__TASK TO COMPLETE__: In the records below, count every line that includes the word "already". Provide the total alone.

(Beginning of DATA FOR THE TASK)

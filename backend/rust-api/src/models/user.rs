use chrono::{DateTime, Utc};
use mongodb::bson::oid::ObjectId;
use serde::{Deserialize, Serialize};
use validator::Validate;

use super::bson_datetime_as_chrono;

/// User model stored in MongoDB "users" collection
#[derive(Debug, Clone, Serialize, Deserialize)]
pub struct User {
    #[serde(rename = "_id", skip_serializing_if = "Option::is_none")]
    pub id: Option<ObjectId>,
    pub first_name: String,
    pub last_name: String,
    pub username: String,
    pub password_hash: String,
    #[serde(default)]
    pub is_admin: bool,
    #[serde(rename = "createdAt", with = "bson_datetime_as_chrono")]
    pub created_at: DateTime<Utc>,
}

/// Verified identity attached to every authenticated request.
#[derive(Debug, Clone, PartialEq, Eq, Serialize, Deserialize)]
pub struct Principal {
    pub username: String,
    #[serde(default)]
    pub is_admin: bool,
}

impl Principal {
    pub fn new(username: impl Into<String>, is_admin: bool) -> Self {
        Self {
            username: username.into(),
            is_admin,
        }
    }
}

/// User profile returned to client (without sensitive data)
#[derive(Debug, Serialize, Deserialize)]
pub struct UserProfile {
    pub id: String,
    pub first_name: String,
    pub last_name: String,
    pub username: String,
    pub is_admin: bool,
    pub created_at: DateTime<Utc>,
}

impl From<User> for UserProfile {
    fn from(user: User) -> Self {
        UserProfile {
            id: user.id.map(|id| id.to_hex()).unwrap_or_default(),
            first_name: user.first_name,
            last_name: user.last_name,
            username: user.username,
            is_admin: user.is_admin,
            created_at: user.created_at,
        }
    }
}

/// Request to register a new user
#[derive(Debug, Deserialize, Validate)]
pub struct CreateUserRequest {
    #[validate(length(
        min = 1,
        max = 100,
        message = "First name must be between 1 and 100 characters"
    ))]
    pub first_name: String,

    #[validate(length(
        min = 1,
        max = 100,
        message = "Last name must be between 1 and 100 characters"
    ))]
    pub last_name: String,

    #[validate(length(
        min = 3,
        max = 64,
        message = "Username must be between 3 and 64 characters"
    ))]
    pub username: String,

    #[validate(length(min = 8, message = "Password must be at least 8 characters"))]
    pub password: String,
}

impl CreateUserRequest {
    /// Trim names and username; the password is kept verbatim.
    pub fn trimmed(self) -> Self {
        CreateUserRequest {
            first_name: self.first_name.trim().to_string(),
            last_name: self.last_name.trim().to_string(),
            username: self.username.trim().to_string(),
            password: self.password,
        }
    }
}

/// Response after successful login
#[derive(Debug, Serialize, Deserialize)]
pub struct LoginResponse {
    pub user: UserProfile,
    pub token: String,
}
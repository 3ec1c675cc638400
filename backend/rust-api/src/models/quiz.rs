use chrono::{DateTime, Duration, Utc};
use mongodb::bson::oid::ObjectId;
use serde::{Deserialize, Serialize};

use super::{
    answer::{AnswerResult, UserResponse, UserResponseView},
    bson_datetime_as_chrono,
    question::{Question, QuestionView},
    user::Principal,
};

/// Length of the answering window of every quiz.
pub const QUIZ_WINDOW_MINUTES: i64 = 30;

/// Quiz stored in MongoDB "quizzes" collection.
#[derive(Debug, Clone, PartialEq, Serialize, Deserialize)]
pub struct Quiz {
    #[serde(rename = "_id", skip_serializing_if = "Option::is_none")]
    pub id: Option<ObjectId>,
    pub user: Principal,
    pub topic: String,
    pub questions: Vec<Question>,
    #[serde(default)]
    pub user_responses: Vec<UserResponse>,
    #[serde(default)]
    pub completed: bool,
    #[serde(with = "bson_datetime_as_chrono")]
    pub start_time: DateTime<Utc>,
    #[serde(with = "bson_datetime_as_chrono")]
    pub end_time: DateTime<Utc>,
}

#[derive(Debug, Clone, Copy, PartialEq, Eq)]
pub enum QuizState {
    /// Not completed and still inside the window.
    Open,
    /// The window has passed, whether or not the flag is already set.
    Expired,
    /// Completed inside the window; no more answers are accepted.
    Closed,
}

impl Quiz {
    pub fn new(
        topic: impl Into<String>,
        owner: Principal,
        questions: Vec<Question>,
        now: DateTime<Utc>,
    ) -> Self {
        Quiz {
            id: None,
            user: owner,
            topic: topic.into(),
            questions,
            user_responses: Vec::new(),
            completed: false,
            start_time: now,
            end_time: now + Duration::minutes(QUIZ_WINDOW_MINUTES),
        }
    }

    pub fn state_at(&self, now: DateTime<Utc>) -> QuizState {
        if now > self.end_time {
            QuizState::Expired
        } else if self.completed {
            QuizState::Closed
        } else {
            QuizState::Open
        }
    }

    pub fn is_owned_by(&self, principal: &Principal) -> bool {
        self.user.username == principal.username
    }

    pub fn find_question(&self, question_id: &ObjectId) -> Option<&Question> {
        self.questions.iter().find(|q| &q.id == question_id)
    }

    pub fn has_response_for(&self, question_id: &ObjectId) -> bool {
        self.user_responses
            .iter()
            .any(|r| &r.question_id == question_id)
    }

    /// Append a response and close the quiz once every question is covered.
    /// Returns true when this response completed the quiz.
    pub fn record_response(&mut self, response: UserResponse) -> bool {
        self.user_responses.push(response);
        if !self.completed && self.user_responses.len() == self.questions.len() {
            self.completed = true;
            return true;
        }
        false
    }

    pub fn correct_count(&self) -> usize {
        self.user_responses
            .iter()
            .filter(|r| r.result == AnswerResult::Right)
            .count()
    }
}

/// Quiz as returned to the taker: responses and completion flag withheld.
#[derive(Debug, Clone, Serialize, Deserialize)]
pub struct QuizView {
    pub id: String,
    pub user: Principal,
    pub topic: String,
    pub questions: Vec<QuestionView>,
    pub start_time: DateTime<Utc>,
    pub end_time: DateTime<Utc>,
}

impl From<&Quiz> for QuizView {
    fn from(quiz: &Quiz) -> Self {
        QuizView {
            id: quiz.id.map(|id| id.to_hex()).unwrap_or_default(),
            user: quiz.user.clone(),
            topic: quiz.topic.clone(),
            questions: quiz.questions.iter().map(QuestionView::from).collect(),
            start_time: quiz.start_time,
            end_time: quiz.end_time,
        }
    }
}

#[derive(Debug, Clone, PartialEq, Eq, Serialize, Deserialize)]
pub struct ResultStats {
    pub total_questions_answered: usize,
    pub number_of_correct_answers: usize,
    pub total_questions: usize,
    pub percentage: String,
}

#[derive(Debug, Clone, Serialize, Deserialize)]
pub struct QuizResult {
    pub quiz: QuizView,
    pub user_responses: Vec<UserResponseView>,
    pub stats: ResultStats,
}
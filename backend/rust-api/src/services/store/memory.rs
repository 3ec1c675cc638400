use anyhow::{anyhow, Result};
use async_trait::async_trait;
use mongodb::bson::oid::ObjectId;
use std::sync::atomic::{AtomicBool, Ordering};
use std::sync::{Mutex, MutexGuard};

use super::{QuestionStore, QuizStore, TopicStore, UserStore};
use crate::models::{Question, Quiz, User, UserResponse};

#[derive(Default)]
struct Collections {
    questions: Vec<Question>,
    quizzes: Vec<Quiz>,
    users: Vec<User>,
    topics: Vec<String>,
}

/// In-process store with the same observable behavior as `MongoStore`.
///
/// Topic search approximates a text index: the query and the indexed fields
/// are split into lower-cased words and any shared word is a match.
#[derive(Default)]
pub struct MemoryStore {
    data: Mutex<Collections>,
    failing: AtomicBool,
    failing_writes: AtomicBool,
}

impl MemoryStore {
    pub fn new() -> Self {
        Self::default()
    }

    /// Make every subsequent operation fail, simulating an unavailable store.
    pub fn set_failing(&self, failing: bool) {
        self.failing.store(failing, Ordering::SeqCst);
    }

    /// Make quiz updates fail while reads keep working.
    pub fn set_failing_writes(&self, failing: bool) {
        self.failing_writes.store(failing, Ordering::SeqCst);
    }

    /// Insert a quiz as-is, keeping its id when present. Test fixture helper.
    pub fn put_quiz(&self, mut quiz: Quiz) -> ObjectId {
        let id = quiz.id.unwrap_or_else(ObjectId::new);
        quiz.id = Some(id);
        let mut data = self.lock();
        data.quizzes.retain(|q| q.id != Some(id));
        data.quizzes.push(quiz);
        id
    }

    fn lock(&self) -> MutexGuard<'_, Collections> {
        self.data.lock().unwrap_or_else(|e| e.into_inner())
    }

    fn check(&self) -> Result<()> {
        if self.failing.load(Ordering::SeqCst) {
            return Err(anyhow!("in-memory store is unavailable"));
        }
        Ok(())
    }

    fn check_write(&self) -> Result<()> {
        self.check()?;
        if self.failing_writes.load(Ordering::SeqCst) {
            return Err(anyhow!("in-memory store rejected the write"));
        }
        Ok(())
    }
}

fn words(text: &str) -> impl Iterator<Item = String> + '_ {
    text.split(|c: char| !c.is_alphanumeric())
        .filter(|w| !w.is_empty())
        .map(str::to_lowercase)
}

fn text_matches(question: &Question, query: &[String]) -> bool {
    words(&question.topic)
        .chain(words(&question.prompt))
        .any(|w| query.contains(&w))
}

#[async_trait]
impl QuestionStore for MemoryStore {
    async fn search_by_topic(&self, topic: &str) -> Result<Vec<Question>> {
        self.check()?;
        let query: Vec<String> = words(topic).collect();
        Ok(self
            .lock()
            .questions
            .iter()
            .filter(|q| text_matches(q, &query))
            .cloned()
            .collect())
    }

    async fn insert_many(&self, questions: &[Question]) -> Result<usize> {
        self.check()?;
        self.lock().questions.extend_from_slice(questions);
        Ok(questions.len())
    }
}

#[async_trait]
impl QuizStore for MemoryStore {
    async fn insert(&self, quiz: &Quiz) -> Result<ObjectId> {
        self.check()?;
        let id = ObjectId::new();
        let mut stored = quiz.clone();
        stored.id = Some(id);
        self.lock().quizzes.push(stored);
        Ok(id)
    }

    async fn find_by_id(&self, id: &ObjectId) -> Result<Option<Quiz>> {
        self.check()?;
        Ok(self
            .lock()
            .quizzes
            .iter()
            .find(|q| q.id.as_ref() == Some(id))
            .cloned())
    }

    async fn mark_completed(&self, id: &ObjectId) -> Result<()> {
        self.check_write()?;
        let mut data = self.lock();
        let quiz = data
            .quizzes
            .iter_mut()
            .find(|q| q.id.as_ref() == Some(id))
            .ok_or_else(|| anyhow!("Quiz {} vanished before update", id))?;
        quiz.completed = true;
        Ok(())
    }

    async fn save_progress(
        &self,
        id: &ObjectId,
        responses: &[UserResponse],
        completed: bool,
    ) -> Result<()> {
        self.check_write()?;
        let mut data = self.lock();
        let quiz = data
            .quizzes
            .iter_mut()
            .find(|q| q.id.as_ref() == Some(id))
            .ok_or_else(|| anyhow!("Quiz {} vanished before update", id))?;
        quiz.user_responses = responses.to_vec();
        quiz.completed = completed;
        Ok(())
    }

    async fn ping(&self) -> Result<()> {
        self.check()
    }
}

#[async_trait]
impl UserStore for MemoryStore {
    async fn find_by_username(&self, username: &str) -> Result<Option<User>> {
        self.check()?;
        Ok(self
            .lock()
            .users
            .iter()
            .find(|u| u.username == username)
            .cloned())
    }

    async fn insert(&self, user: &User) -> Result<ObjectId> {
        self.check()?;
        let mut data = self.lock();
        if data.users.iter().any(|u| u.username == user.username) {
            return Err(anyhow!("duplicate username {}", user.username));
        }
        let id = ObjectId::new();
        let mut stored = user.clone();
        stored.id = Some(id);
        data.users.push(stored);
        Ok(id)
    }
}

#[async_trait]
impl TopicStore for MemoryStore {
    async fn upsert(&self, topic: &str) -> Result<()> {
        self.check()?;
        let mut data = self.lock();
        if !data.topics.iter().any(|t| t == topic) {
            data.topics.push(topic.to_string());
            data.topics.sort();
        }
        Ok(())
    }

    async fn list(&self) -> Result<Vec<String>> {
        self.check()?;
        Ok(self.lock().topics.clone())
    }
}
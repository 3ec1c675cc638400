use mongodb::bson::oid::ObjectId;
use serde::{Deserialize, Serialize};

use super::answer::normalize_answer;

/// Question stored in MongoDB "questions" collection.
///
/// Quizzes embed a copy of every question they were generated from, so the
/// same shape is used for both the question bank and the quiz snapshot.
#[derive(Debug, Clone, PartialEq, Serialize, Deserialize)]
pub struct Question {
    #[serde(rename = "_id")]
    pub id: ObjectId,
    #[serde(default)]
    pub topic: String,
    #[serde(rename = "question")]
    pub prompt: String,
    #[serde(default)]
    pub options: Vec<String>,
    pub correct_answer: String,
    #[serde(default)]
    pub distractors: Vec<String>,
}

impl Question {
    /// Case-insensitive membership test of an already normalized choice.
    pub fn accepts_choice(&self, choice: &str) -> bool {
        self.options
            .iter()
            .any(|option| normalize_answer(option) == choice)
    }

    pub fn normalized_correct_answer(&self) -> String {
        normalize_answer(&self.correct_answer)
    }
}

/// One entry of an uploaded questions file.
#[derive(Debug, Clone, Deserialize)]
pub struct QuestionUpload {
    pub question: String,
    #[serde(default)]
    pub options: Vec<String>,
    pub correct_answer: String,
    #[serde(default)]
    pub distractors: Option<Vec<String>>,
}

impl QuestionUpload {
    pub fn into_question(self, topic: &str) -> Question {
        Question {
            id: ObjectId::new(),
            topic: topic.to_string(),
            prompt: self.question,
            options: self.options,
            correct_answer: self.correct_answer,
            distractors: self.distractors.unwrap_or_default(),
        }
    }
}

/// Question as shown to a quiz taker: no answer key, no distractors.
#[derive(Debug, Clone, Serialize, Deserialize)]
pub struct QuestionView {
    pub id: String,
    pub question: String,
    pub options: Vec<String>,
}

impl From<&Question> for QuestionView {
    fn from(question: &Question) -> Self {
        QuestionView {
            id: question.id.to_hex(),
            question: question.prompt.clone(),
            options: question.options.clone(),
        }
    }
}

/// Question as shown to administrators browsing the bank.
#[derive(Debug, Clone, Serialize, Deserialize)]
pub struct QuestionDetail {
    pub id: String,
    pub topic: String,
    pub question: String,
    pub options: Vec<String>,
    pub correct_answer: String,
    pub distractors: Vec<String>,
}

impl From<Question> for QuestionDetail {
    fn from(question: Question) -> Self {
        QuestionDetail {
            id: question.id.to_hex(),
            topic: question.topic,
            question: question.prompt,
            options: question.options,
            correct_answer: question.correct_answer,
            distractors: question.distractors,
        }
    }
}
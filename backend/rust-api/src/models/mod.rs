pub mod answer;
pub mod question;
pub mod quiz;
pub mod user;

pub use answer::{
    AnswerResult, AnswerSubmission, SubmitAnswerRequest, UserResponse, UserResponseView,
};
pub use question::{Question, QuestionDetail, QuestionUpload, QuestionView};
pub use quiz::{Quiz, QuizResult, QuizState, QuizView, ResultStats};
pub use user::{Principal, User};

// Serde converters for chrono::DateTime <-> mongodb::bson::DateTime
pub(crate) mod bson_datetime_as_chrono {
    use chrono::{DateTime, Utc};
    use mongodb::bson;
    use serde::{de::Error as _, Deserialize, Deserializer, Serialize, Serializer};

    pub fn serialize<S>(date: &DateTime<Utc>, serializer: S) -> Result<S::Ok, S::Error>
    where
        S: Serializer,
    {
        let bson_dt = bson::DateTime::from_millis(date.timestamp_millis());
        bson_dt.serialize(serializer)
    }

    pub fn deserialize<'de, D>(deserializer: D) -> Result<DateTime<Utc>, D::Error>
    where
        D: Deserializer<'de>,
    {
        let bson_dt = bson::DateTime::deserialize(deserializer)?;
        DateTime::from_timestamp_millis(bson_dt.timestamp_millis())
            .ok_or_else(|| D::Error::custom("timestamp out of range"))
    }
}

(End of DATA FOR THE TASK)

__EXERCISE RESPONSE__: 2